▶ [WHAT YOU WILL DO]: For this exercise, reproduce the entries below exactly, but only from the line containing "pub fn complete_shop_fetch(&mut" through the line containing "pub fn complete_prediction(&mut", both included.

▶ [THE RECORDS]:
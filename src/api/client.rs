//! reqwestによるAPIクライアント

use super::types::{MarketApiResponse, ProductApiResponse, RegisterApiResponse, StoreApiResponse};
use super::{MarketProvider, PredictionProvider, RegistrationProvider};
use crate::config::Config;
use crate::error::{MarketFinderError, Result};
use crate::language::LanguageCode;
use crate::register::ShopRegistration;
use async_trait::async_trait;
use market_finder_common::{Market, PredictionResult, Product, Shop};
use reqwest::multipart::{Form, Part};
use serde::de::DeserializeOwned;
use std::time::Duration;
use tracing::{debug, warn};

const PHOTO_FILE_NAME: &str = "food_photo.jpg";
const REGISTER_FAILED_MESSAGE: &str = "등록에 실패했습니다.";

pub struct ApiClient {
    http: reqwest::Client,
    base_url: String,
    predict_url: String,
    register_url: Option<String>,
}

impl ApiClient {
    pub fn new(base_url: impl Into<String>, predict_url: impl Into<String>, timeout: Duration) -> Result<Self> {
        let http = reqwest::Client::builder().timeout(timeout).build()?;
        Ok(Self {
            http,
            base_url: base_url.into().trim_end_matches('/').to_string(),
            predict_url: predict_url.into(),
            register_url: None,
        })
    }

    pub fn with_register_url(mut self, url: impl Into<String>) -> Self {
        self.register_url = Some(url.into());
        self
    }

    pub fn from_config(config: &Config) -> Result<Self> {
        let client = Self::new(
            config.api_base_url()?,
            config.predict_url(),
            Duration::from_secs(config.timeout_seconds),
        )?;
        Ok(match config.register_url() {
            Ok(url) => client.with_register_url(url),
            Err(_) => client,
        })
    }

    /// 登録専用（一覧APIのURLは不要）
    pub fn for_registration(config: &Config) -> Result<Self> {
        let client = Self::new(
            config.api_base_url().unwrap_or_default(),
            config.predict_url(),
            Duration::from_secs(config.timeout_seconds),
        )?;
        Ok(client.with_register_url(config.register_url()?))
    }

    pub fn base_url(&self) -> &str {
        &self.base_url
    }

    async fn get_json<T: DeserializeOwned>(&self, path: &str, language: LanguageCode) -> Result<T> {
        let url = format!("{}{}", self.base_url, path);
        debug!(%url, lang = %language, "GET");

        let response = self
            .http
            .get(&url)
            .header(reqwest::header::CONTENT_TYPE, "application/json")
            .query(&[("lang_code", language.code())])
            .send()
            .await?;

        let status = response.status();
        if !status.is_success() {
            warn!(%url, status = status.as_u16(), "request failed");
            return Err(MarketFinderError::HttpStatus {
                status: status.as_u16(),
                url,
            });
        }

        let body = response.text().await?;
        serde_json::from_str(&body)
            .map_err(|e| MarketFinderError::ApiParse(format!("{}: {}", url, e)))
    }
}

#[async_trait]
impl MarketProvider for ApiClient {
    async fn fetch_markets(&self, language: LanguageCode) -> Result<Vec<Market>> {
        let data: Vec<MarketApiResponse> = self.get_json("/markets", language).await?;
        debug!(count = data.len(), "markets fetched");
        Ok(data.into_iter().map(Market::from).collect())
    }

    async fn fetch_shops_by_market_id(
        &self,
        market_id: &str,
        language: LanguageCode,
    ) -> Result<Vec<Shop>> {
        let path = format!("/markets/{}/stores", market_id);
        let data: Vec<StoreApiResponse> = self.get_json(&path, language).await?;
        debug!(market_id, count = data.len(), "stores fetched");
        Ok(data.into_iter().map(Shop::from).collect())
    }

    async fn fetch_products_by_shop_id(
        &self,
        shop_id: &str,
        language: LanguageCode,
    ) -> Result<Vec<Product>> {
        let path = format!("/stores/{}/products", shop_id);
        let data: Vec<ProductApiResponse> = self.get_json(&path, language).await?;
        Ok(data.into_iter().map(Product::from).collect())
    }
}

#[async_trait]
impl PredictionProvider for ApiClient {
    async fn predict(
        &self,
        image: Vec<u8>,
        language: LanguageCode,
        market_id: &str,
    ) -> Result<PredictionResult> {
        debug!(url = %self.predict_url, bytes = image.len(), market_id, "POST predict");

        let file = Part::bytes(image)
            .file_name(PHOTO_FILE_NAME)
            .mime_str("image/jpeg")?;
        let form = Form::new()
            .part("file", file)
            .text("lang_code", language.code())
            .text("market_no", market_id.to_string());

        let response = self
            .http
            .post(&self.predict_url)
            .multipart(form)
            .send()
            .await?;

        let status = response.status();
        if !status.is_success() {
            let body = response.text().await.unwrap_or_default();
            warn!(status = status.as_u16(), %body, "prediction failed");
            return Err(MarketFinderError::HttpStatus {
                status: status.as_u16(),
                url: self.predict_url.clone(),
            });
        }

        let body = response.text().await?;
        let result = PredictionResult::from_json(&body)
            .map_err(|e| MarketFinderError::ApiParse(format!("{}: {}", self.predict_url, e)))?;
        debug!(label = %result.chosen_label, shops = result.shops.len(), "prediction received");
        Ok(result)
    }
}

#[async_trait]
impl RegistrationProvider for ApiClient {
    async fn register_shop(&self, registration: &ShopRegistration) -> Result<Option<String>> {
        let url = self
            .register_url
            .as_deref()
            .ok_or(MarketFinderError::MissingRegisterUrl)?;
        debug!(%url, photos = registration.photos.len(), "POST register");

        let mut form = Form::new()
            .text("name", registration.name.trim().to_string())
            .text("call_number", registration.call_number().to_string());
        for (i, photo) in registration.photos.iter().enumerate() {
            let part = Part::bytes(photo.clone())
                .file_name(format!("shop_photo_{}.jpg", i))
                .mime_str("image/jpeg")?;
            form = form.part("files", part);
        }

        let response = self.http.post(url).multipart(form).send().await?;
        let status = response.status();
        let body = response.text().await?;
        let parsed: Option<RegisterApiResponse> = serde_json::from_str(&body).ok();

        if !status.is_success() {
            let message = parsed
                .and_then(|r| r.message)
                .filter(|m| !m.trim().is_empty())
                .unwrap_or_else(|| REGISTER_FAILED_MESSAGE.to_string());
            warn!(status = status.as_u16(), %message, "registration rejected");
            return Err(MarketFinderError::RegistrationRejected {
                status: status.as_u16(),
                message,
            });
        }

        Ok(parsed.and_then(|r| r.message))
    }
}
//! アプリケーションの状態コンテナ
//!
//! 起動時に保存済みの選択を読み込み、市場一覧・店舗一覧・検索状態とともに保持する。
//! 表示内容は `view` のたびに調停し直す。

use crate::error::Result;
use crate::language::LanguageCode;
use crate::store::{SelectionStore, SELECTED_MARKET_KEY};
use market_finder_common::{
    reconcile, Coordinates, Market, PredictionResult, ReconcileInput, Reconciliation,
    SelectionState, Shop,
};
use tracing::{debug, info};

/// 店舗一覧の取得要求（発行時の市場IDで識別）
#[derive(Debug, Clone, PartialEq, Eq)]
pub struct ShopFetch {
    market_id: String,
}

impl ShopFetch {
    pub fn market_id(&self) -> &str {
        &self.market_id
    }
}

#[derive(Debug, Clone)]
struct ShopBatch {
    market_id: String,
    shops: Vec<Shop>,
}

#[derive(Debug, Clone, Default)]
pub struct Session {
    language: LanguageCode,
    markets: Vec<Market>,
    selection: SelectionState,
    shops: Option<ShopBatch>,
    had_prediction: bool,
}

impl Session {
    pub fn new(language: LanguageCode) -> Self {
        Self {
            language,
            ..Default::default()
        }
    }

    /// 保存済みの市場IDを読み込んで開始
    pub fn load(store: &impl SelectionStore, language: LanguageCode) -> Self {
        let persisted = store.get(SELECTED_MARKET_KEY);
        debug!(market_id = ?persisted, "selection loaded");
        Self {
            language,
            selection: SelectionState {
                persisted_market_id: persisted,
                ..Default::default()
            },
            ..Default::default()
        }
    }

    pub fn language(&self) -> LanguageCode {
        self.language
    }

    pub fn set_language(&mut self, language: LanguageCode) {
        self.language = language;
    }

    pub fn selection(&self) -> &SelectionState {
        &self.selection
    }

    pub fn markets(&self) -> &[Market] {
        &self.markets
    }

    pub fn selected_market_id(&self) -> Option<&str> {
        self.selection.persisted_market_id.as_deref()
    }

    pub fn selected_market(&self) -> Option<&Market> {
        let id = self.selected_market_id()?;
        self.markets.iter().find(|m| m.id == id)
    }

    /// 選択中の市場について取得済みの店舗（別の市場のものは返さない）
    pub fn shops(&self) -> &[Shop] {
        match (&self.shops, self.selected_market_id()) {
            (Some(batch), Some(id)) if batch.market_id == id => &batch.shops,
            _ => &[],
        }
    }

    /// 市場一覧を丸ごと置き換える
    ///
    /// 保存済みIDが一覧にない場合は選択を解除してストアからも消す。
    /// 解除した場合は `true`。
    pub fn apply_markets(&mut self, markets: Vec<Market>, store: &mut impl SelectionStore) -> Result<bool> {
        self.markets = markets;

        let dangling = match self.selected_market_id() {
            Some(id) => !self.markets.is_empty() && !self.markets.iter().any(|m| m.id == id),
            None => false,
        };

        if dangling {
            info!(market_id = ?self.selection.persisted_market_id, "selected market no longer exists, clearing");
            self.selection.clear_market();
            self.shops = None;
            self.had_prediction = false;
            store.remove(SELECTED_MARKET_KEY)?;
        }

        Ok(dangling)
    }

    /// 市場を選択して保存
    pub fn select_market(&mut self, market_id: &str, store: &mut impl SelectionStore) -> Result<()> {
        store.set(SELECTED_MARKET_KEY, market_id)?;

        if self.selected_market_id() != Some(market_id) {
            self.shops = None;
        }
        self.selection.persisted_market_id = Some(market_id.to_string());
        self.selection.clear_search();
        self.had_prediction = false;
        info!(market_id, "market selected");
        Ok(())
    }

    /// 市場一覧に戻る（選択と検索を解除）
    pub fn back_to_markets(&mut self, store: &mut impl SelectionStore) -> Result<()> {
        store.remove(SELECTED_MARKET_KEY)?;
        self.selection.clear_market();
        self.shops = None;
        self.had_prediction = false;
        Ok(())
    }

    /// 現在の市場向けに店舗取得を開始
    pub fn begin_shop_fetch(&self) -> Option<ShopFetch> {
        self.selected_market_id().map(|id| ShopFetch {
            market_id: id.to_string(),
        })
    }

    /// 店舗取得の結果を反映。選択が変わっていれば破棄して `false`
    pub fn complete_shop_fetch(&mut self, fetch: ShopFetch, shops: Vec<Shop>) -> bool {
        if self.selected_market_id() != Some(fetch.market_id.as_str()) {
            debug!(
                issued_for = %fetch.market_id,
                current = ?self.selection.persisted_market_id,
                "discarding stale shop response"
            );
            return false;
        }

        self.shops = Some(ShopBatch {
            market_id: fetch.market_id,
            shops,
        });
        // 全店舗が揃ったので予測表示の名残りは不要
        self.had_prediction = false;
        true
    }

    /// 写真検索の開始: 結果が届くまでキーワードだけを仮置きする
    pub fn begin_photo_search(&mut self, placeholder: &str) {
        self.selection.search_keyword = Some(placeholder.to_string());
        self.selection.prediction_result = None;
    }

    /// 予測結果の反映: キーワードと結果を対で設定
    pub fn complete_prediction(&mut self, result: PredictionResult) {
        let keyword = if result.chosen_label.trim().is_empty() {
            self.selection
                .search_keyword
                .clone()
                .unwrap_or_else(|| result.label.clone())
        } else {
            result.chosen_label.clone()
        };
        self.selection.set_search(keyword, result);
    }

    /// 写真検索の失敗: 仮置きのキーワードを取り消す
    pub fn fail_photo_search(&mut self) {
        self.selection.clear_search();
    }

    /// 検索を解除（店舗表示から戻る）
    pub fn clear_search(&mut self) {
        self.had_prediction |= self.selection.prediction_result.is_some();
        self.selection.clear_search();
    }

    /// キーワードで絞り込む（写真検索ではない）
    pub fn set_keyword(&mut self, keyword: Option<String>) {
        self.selection.prediction_result = None;
        self.selection.search_keyword = keyword.filter(|k| !k.trim().is_empty());
    }

    /// 現在の状態から表示内容を調停
    ///
    /// 「直前は予測表示」の印は店舗一覧の取得が完了するまで残り、
    /// それまでは毎回再取得を要求する。
    pub fn view(&self, user_location: Option<Coordinates>) -> Reconciliation {
        reconcile(&ReconcileInput {
            markets: &self.markets,
            shops: self.shops(),
            selection: &self.selection,
            user_location,
            had_prediction: self.had_prediction,
        })
    }
}
//! 店舗登録
//!
//! 確認コードを照合し、店名・位置・写真を検証してから登録APIへ送る。

use crate::api::RegistrationProvider;
use crate::error::Result;
use market_finder_common::Coordinates;
use thiserror::Error;
use tracing::info;

/// 店舗登録の確認コード
pub const VERIFICATION_CODE: &str = "0000";

/// 登録内容の不備
#[derive(Error, Debug, Clone, Copy, PartialEq, Eq)]
pub enum RegistrationError {
    #[error("確認コードが正しくありません")]
    InvalidVerificationCode,

    #[error("店舗名を入力してください")]
    MissingName,

    #[error("店舗の位置を設定してください")]
    MissingLocation,

    #[error("店舗の写真を1枚以上追加してください")]
    MissingPhoto,
}

/// 登録する店舗
#[derive(Debug, Clone, Default)]
pub struct ShopRegistration {
    pub name: String,
    pub phone: Option<String>,
    pub location: Option<Coordinates>,
    /// JPEGバイト列
    pub photos: Vec<Vec<u8>>,
}

impl ShopRegistration {
    pub fn new(name: impl Into<String>) -> Self {
        Self {
            name: name.into(),
            ..Default::default()
        }
    }

    pub fn phone(mut self, phone: impl Into<String>) -> Self {
        self.phone = Some(phone.into());
        self
    }

    pub fn location(mut self, location: Coordinates) -> Self {
        self.location = Some(location);
        self
    }

    pub fn photo(mut self, jpeg: Vec<u8>) -> Self {
        self.photos.push(jpeg);
        self
    }

    /// 電話番号（未入力は空文字）
    pub fn call_number(&self) -> &str {
        self.phone.as_deref().map(str::trim).unwrap_or("")
    }

    /// 店名・位置・写真の順に検証
    ///
    /// 位置は (0, 0) と非有限値を未設定とみなす。
    pub fn validate(&self) -> std::result::Result<(), RegistrationError> {
        if self.name.trim().is_empty() {
            return Err(RegistrationError::MissingName);
        }

        match self.location {
            Some(loc) if loc.is_valid() && !(loc.latitude == 0.0 && loc.longitude == 0.0) => {}
            _ => return Err(RegistrationError::MissingLocation),
        }

        if self.photos.is_empty() {
            return Err(RegistrationError::MissingPhoto);
        }
        Ok(())
    }
}

/// 確認コードの照合
pub fn verify_code(code: &str) -> std::result::Result<(), RegistrationError> {
    if code.trim() == VERIFICATION_CODE {
        Ok(())
    } else {
        Err(RegistrationError::InvalidVerificationCode)
    }
}

/// 照合・検証のうえ登録する。戻り値はサーバーのメッセージ
pub async fn register_shop<P: RegistrationProvider>(
    provider: &P,
    code: &str,
    registration: &ShopRegistration,
) -> Result<Option<String>> {
    verify_code(code)?;
    registration.validate()?;

    let message = provider.register_shop(registration).await?;
    info!(name = %registration.name, photos = registration.photos.len(), "shop registered");
    Ok(message)
}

▶ [EXERCISE ANSWER]:
    pub fn complete_shop_fetch(&mut self, fetch: ShopFetch, shops: Vec<Shop>) -> bool {
        if self.selected_market_id() != Some(fetch.market_id.as_str()) {
            debug!(
                issued_for = %fetch.market_id,
                current = ?self.selection.persisted_market_id,
                "discarding stale shop response"
            );
            return false;
        }

        self.shops = Some(ShopBatch {
            market_id: fetch.market_id,
            shops,
        });
        // 全店舗が揃ったので予測表示の名残りは不要
        self.had_prediction = false;
        true
    }

    /// 写真検索の開始: 結果が届くまでキーワードだけを仮置きする
    pub fn begin_photo_search(&mut self, placeholder: &str) {
        self.selection.search_keyword = Some(placeholder.to_string());
        self.selection.prediction_result = None;
    }

    /// 予測結果の反映: キーワードと結果を対で設定
    pub fn complete_prediction(&mut self, result: PredictionResult) {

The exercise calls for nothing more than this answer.